Now? Now it’s all piled up with Jesse’s laptop and books and papers and other random shit he apparently needs with him while he’s researching.
Like three or four empty water glasses, a half-spilled box of paperclips, some jumbled up cords, and about a million and a half sticky notes.
So yeah, now that I’m actually paying attention to it, the mess is making my skin go just a teensy bit itchy-crawly-feeling.
And somehow, that still doesn’t stop me from grinning like a crazy person.
‘Cause how totally damn adorable my brainy, sexy sunshine had to have been, working away here all day with his mussed-up hair and too many sticky notes…

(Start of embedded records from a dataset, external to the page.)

use crate::provider::{DEFAULT_ADDRESS, DEFAULT_TIMEOUT};
use crate::{Config, Settings, VaultTemplateError, generate};
use clap::{CommandFactory, Parser};
use color_eyre::eyre::{Result, WrapErr};
use colored::Colorize;
use std::path::PathBuf;
use std::time::Duration;
use tracing_subscriber::EnvFilter;

/// Main CLI structure for the vault-template application.
///
/// Every flag can also be supplied through the environment variable named in
/// its help text, which is how the tool is usually driven from container
/// entrypoints.
#[derive(Parser, Debug)]
#[command(name = "vault-template")]
#[command(about = "Render a template with secrets from Vault", long_about = None)]
#[command(version)]
struct Cli {
    /// Vault API endpoint
    #[arg(short = 'v', long = "vault", env = "VAULT_ADDR", default_value = DEFAULT_ADDRESS)]
    vault: String,
    /// The file which contains the vault token
    #[arg(short = 'f', long = "vault-token-file", env = "VAULT_TOKEN_FILE")]
    vault_token_file: Option<PathBuf>,
    /// The template file to render
    #[arg(short, long, env = "TEMPLATE_FILE")]
    template: Option<PathBuf>,
    /// The output file
    #[arg(short, long, env = "OUTPUT_FILE")]
    output: Option<PathBuf>,
    /// Timeout for each Vault request, in seconds
    #[arg(long, env = "VAULT_TIMEOUT", value_name = "SECONDS", default_value_t = DEFAULT_TIMEOUT.as_secs())]
    timeout: u64,
    /// Log filter, e.g. "info" or "vault_template=debug"
    #[arg(long, env = "VAULT_TEMPLATE_LOG", default_value = "warn")]
    log_level: String,
}

impl Cli {
    fn settings(&self) -> Settings {
        Settings {
            vault_address: Some(self.vault.clone()),
            vault_token_file: self.vault_token_file.clone(),
            template_file: self.template.clone(),
            output_file: self.output.clone(),
            timeout: Some(Duration::from_secs(self.timeout)),
        }
    }
}

/// Installs the stderr log subscriber.
fn init_tracing(filter: &str) -> Result<()> {
    let filter = EnvFilter::try_new(filter)
        .wrap_err_with(|| format!("Invalid log filter '{}'", filter))?;
    tracing_subscriber::fmt()
        .with_env_filter(filter)
        .with_writer(std::io::stderr)
        .with_target(false)
        .init();
    Ok(())
}

/// Entry point for the `vault-template` binary.
///
/// Missing required settings print the problem together with the usage text
/// and exit with status 1. Every other failure is returned as a report naming
/// the step that failed.
pub fn main() -> Result<()> {
    color_eyre::install()?;
    let cli = Cli::parse();
    init_tracing(&cli.log_level)?;

    let config = match Config::from_settings(cli.settings()) {
        Ok(config) => config,
        Err(err @ VaultTemplateError::MissingSetting(_)) => {
            eprintln!("{}\n", err.to_string().red());
            Cli::command().print_help()?;
            std::process::exit(1);
        }
        Err(err) => return Err(err).wrap_err("Invalid configuration"),
    };

    let report = generate(&config).wrap_err("Failed to generate output file")?;
    println!(
        "{} Rendered {} to {} ({} bytes)",
        "✓".green(),
        report.template.display(),
        report.output.display(),
        report.bytes
    );
    Ok(())
}

#[cfg(test)]
mod tests {
    use super::*;

    #[test]
    fn test_cli_definition_is_valid() {
        Cli::command().debug_assert();
    }

    #[test]
    fn test_short_flags() {
        let cli = Cli::try_parse_from([
            "vault-template",
            "-v",
            "http://vault.internal:8200",
            "-f",
            "/run/secrets/token",
            "-t",
            "app.conf.tmpl",
            "-o",
            "app.conf",
            "--timeout",
            "5",
        ])
        .unwrap();

        let settings = cli.settings();
        assert_eq!(
            settings.vault_address.as_deref(),
            Some("http://vault.internal:8200")
        );
        assert_eq!(
            settings.vault_token_file,
            Some(PathBuf::from("/run/secrets/token"))
        );
        assert_eq!(settings.template_file, Some(PathBuf::from("app.conf.tmpl")));
        assert_eq!(settings.output_file, Some(PathBuf::from("app.conf")));
        assert_eq!(settings.timeout, Some(Duration::from_secs(5)));
    }

    #[test]
    fn test_long_flags() {
        let cli = Cli::try_parse_from([
            "vault-template",
            "--vault",
            "https://10.0.0.1:8200",
            "--vault-token-file",
            "token",
            "--template",
            "in.tmpl",
            "--output",
            "out.env",
            "--log-level",
            "debug",
        ])
        .unwrap();

        assert_eq!(cli.vault, "https://10.0.0.1:8200");
        assert_eq!(cli.log_level, "debug");
        assert!(Config::from_settings(cli.settings()).is_ok());
    }

    #[test]
    fn test_timeout_defaults_to_client_default() {
        let cli = Cli::try_parse_from(["vault-template", "-f", "token", "-t", "in", "-o", "out"])
            .unwrap();

        assert_eq!(cli.settings().timeout, Some(DEFAULT_TIMEOUT));
    }
}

Maybe sometime I’ll get to just hang out here with him while he works. You know, maybe paint or something. Sneak some peeks to see if he’s doing that hot thing with his fingers through his hair.
Not even gonna pretend like the thought doesn’t have me melting just a teeny bit as I reach across the table for the last book to pile up on the stack to go back on the shelf. It’d all be just so sweet and homy and—
Fuck— No—
I swear I already knew the moment before my stupid-ass elbow went and smacked Jesse’s computer right off over the edge of the table, only no matter how surreally slow-motion the thing seems to move as it tips over the edge, I move even slower.
Next thing I know, there’s the crash; ten times louder than it has any right to be, and then this high-pitched, endless beeping that’s drowned out by the even louder panic blaring in my own head.
‘Cause I’ve fucked up.
Shit, I’ve fucked up so bad, just like I should have known I would.
This, with Jesse? Best goddamn thing I’ve ever had. God fucking dammit, I should have known it was too good to last.